My Father's Shadow became the first Nigerian film selected at Cannes, earning a Caméra d'Or Special Mention.
The industry spent last year proving it could compete. 2026 is the year it is getting weird on purpose.
The Infrastructure Is Not Keeping Up
The timing is interesting, though, because the infrastructure supporting this creative push is not exactly stable.
Showmax is shutting down. The platform that was one of the few actively commissioning bold, unconventional Nollywood content.
With Amazon already out of African originals and most major Western streamers either absent or uninterested in the continent, the space for risk-taking content is genuinely shrinking even as the appetite for it grows.

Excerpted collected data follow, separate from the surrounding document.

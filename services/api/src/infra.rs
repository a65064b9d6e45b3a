use cx_maturity::quiz::TOTAL_QUESTIONS;
use cx_maturity::submission::{DispatchError, SubmissionDispatcher, SubmissionPayload};
use metrics_exporter_prometheus::PrometheusHandle;
use std::sync::atomic::AtomicBool;
use std::sync::Arc;

#[derive(Clone)]
pub(crate) struct AppState {
    pub(crate) readiness: Arc<AtomicBool>,
    pub(crate) metrics: Arc<PrometheusHandle>,
}

/// Parses an answer string such as `ssssnnnnnnnn` (one `s`/`n` per question).
pub(crate) fn parse_answers(raw: &str) -> Result<Vec<bool>, String> {
    raw.chars()
        .filter(|c| !c.is_whitespace() && *c != ',')
        .map(|c| match c.to_ascii_lowercase() {
            's' | 'y' | 't' | '1' => Ok(true),
            'n' | 'f' | '0' => Ok(false),
            other => Err(format!(
                "unrecognised answer '{other}' in '{raw}' (use s/n, y/n, t/f, or 1/0)"
            )),
        })
        .collect()
}

/// One answer per question, in global order.
#[derive(Debug, Clone, PartialEq, Eq)]
pub(crate) struct AnswerPattern(pub(crate) Vec<bool>);

pub(crate) fn parse_answer_pattern(raw: &str) -> Result<AnswerPattern, String> {
    let answers = parse_answers(raw)?;
    if answers.len() != TOTAL_QUESTIONS {
        return Err(format!(
            "expected {TOTAL_QUESTIONS} answers, got {}",
            answers.len()
        ));
    }
    Ok(AnswerPattern(answers))
}

/// Dry-run dispatcher: prints the payload that would be posted.
pub(crate) struct PreviewDispatcher;

impl SubmissionDispatcher for PreviewDispatcher {
    fn dispatch(&self, payload: SubmissionPayload) -> Result<(), DispatchError> {
        let body = serde_json::to_string_pretty(&payload)
            .map_err(|err| DispatchError::Unavailable(err.to_string()))?;
        println!("\nPayload (not sent):\n{body}");
        Ok(())
    }
}
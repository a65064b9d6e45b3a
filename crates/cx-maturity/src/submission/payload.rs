use chrono::{DateTime, Utc};
use serde::Serialize;

use crate::quiz::{AnswerSet, ContactInfo, MaturityLevel};

/// JSON body posted to the webhook once a quiz completes.
#[derive(Debug, Clone, PartialEq, Eq, Serialize)]
#[serde(rename_all = "camelCase")]
pub struct SubmissionPayload {
    pub date: DateTime<Utc>,
    #[serde(flatten)]
    pub contact: ContactInfo,
    pub answers: AnswerSet,
    pub score: u8,
    pub maturity_level: String,
}

impl SubmissionPayload {
    pub fn build(contact: &ContactInfo, answers: &AnswerSet, date: DateTime<Utc>) -> Self {
        let score = answers.score();
        Self {
            date,
            contact: contact.clone(),
            answers: answers.clone(),
            score,
            maturity_level: MaturityLevel::for_score(score).level.to_string(),
        }
    }
}
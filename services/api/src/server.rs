use crate::cli::ServeArgs;
use crate::infra::AppState;
use crate::routes::with_quiz_routes;
use axum::Extension;
use axum_prometheus::PrometheusMetricLayer;
use cx_maturity::config::AppConfig;
use cx_maturity::error::AppError;
use cx_maturity::submission::{WebhookClient, WebhookRelay};
use cx_maturity::telemetry;
use std::sync::atomic::Ordering;
use std::sync::Arc;
use tracing::info;

pub(crate) async fn run(mut args: ServeArgs) -> Result<(), AppError> {
    let mut config = AppConfig::load()?;

    if let Some(host) = args.host.take() {
        config.server.host = host;
    }
    if let Some(port) = args.port.take() {
        config.server.port = port;
    }

    telemetry::init(&config.telemetry)?;

    let (prometheus_layer, prometheus_handle) = PrometheusMetricLayer::pair();
    let readiness_flag = Arc::new(std::sync::atomic::AtomicBool::new(false));
    let app_state = AppState {
        readiness: readiness_flag.clone(),
        metrics: Arc::new(prometheus_handle),
    };

    let client = WebhookClient::new(config.submission.timeout)?;
    let relay = Arc::new(WebhookRelay::new(
        client,
        config.submission.webhook_url.clone(),
    ));

    let app = with_quiz_routes(relay)
        .layer(Extension(app_state))
        .layer(prometheus_layer);

    let addr = config.server.socket_addr()?;
    let listener = tokio::net::TcpListener::bind(addr).await?;
    readiness_flag.store(true, Ordering::Release);

    info!(
        ?config.environment,
        %addr,
        webhook_host = config.submission.webhook_url.host_str().unwrap_or("unknown"),
        "cx maturity quiz service ready"
    );

    axum::serve(listener, app).await?;
    Ok(())
}
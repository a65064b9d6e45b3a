use cx_maturity_api::run;

#[tokio::main]
async fn main() {
    if let Err(err) = run().await {
        eprintln!("application error: {err}");
        std::process::exit(1);
    }
}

The filmmakers pushing genre boundaries are doing so knowing there are fewer doors to knock on, not more.
And yet they are still making the films. That is the thing.
The Audience Was Always Ready
It is easy to dismiss Nollywood horror when the reference point is a badly lit, straight-to-DVD film with a CGI snake from 2009.
But Oblation has a festival pedigree. Alive Till Dawn has a proper cinema run. Evi has institutional backing and a director, Uyoyou Adia, who knows what she is doing.
These are not industry experiments. They are statements.
The genre expansion also reflects something deeper about what Nigerian audiences, particularly younger ones, actually want.
A whole lot of young adults and people in their late teens grew up watching Train to Busan, bingeing Stranger Things, arguing about the best horror films and creating a watchlist at 2am.
The idea that they would have no appetite for Nollywood doing the same thing was always a bit patronising.
The appetite was always there. The content just had not arrived yet.
It Is Arriving Now
Whether Nollywood can sustain this momentum, especially with fewer platforms willing to fund it, is the real question of 2026.
The creative ambition is clearly there. The filmmakers are ready. The audience is more than ready.
All that is left is for the industry to trust the weirdness enough to keep going.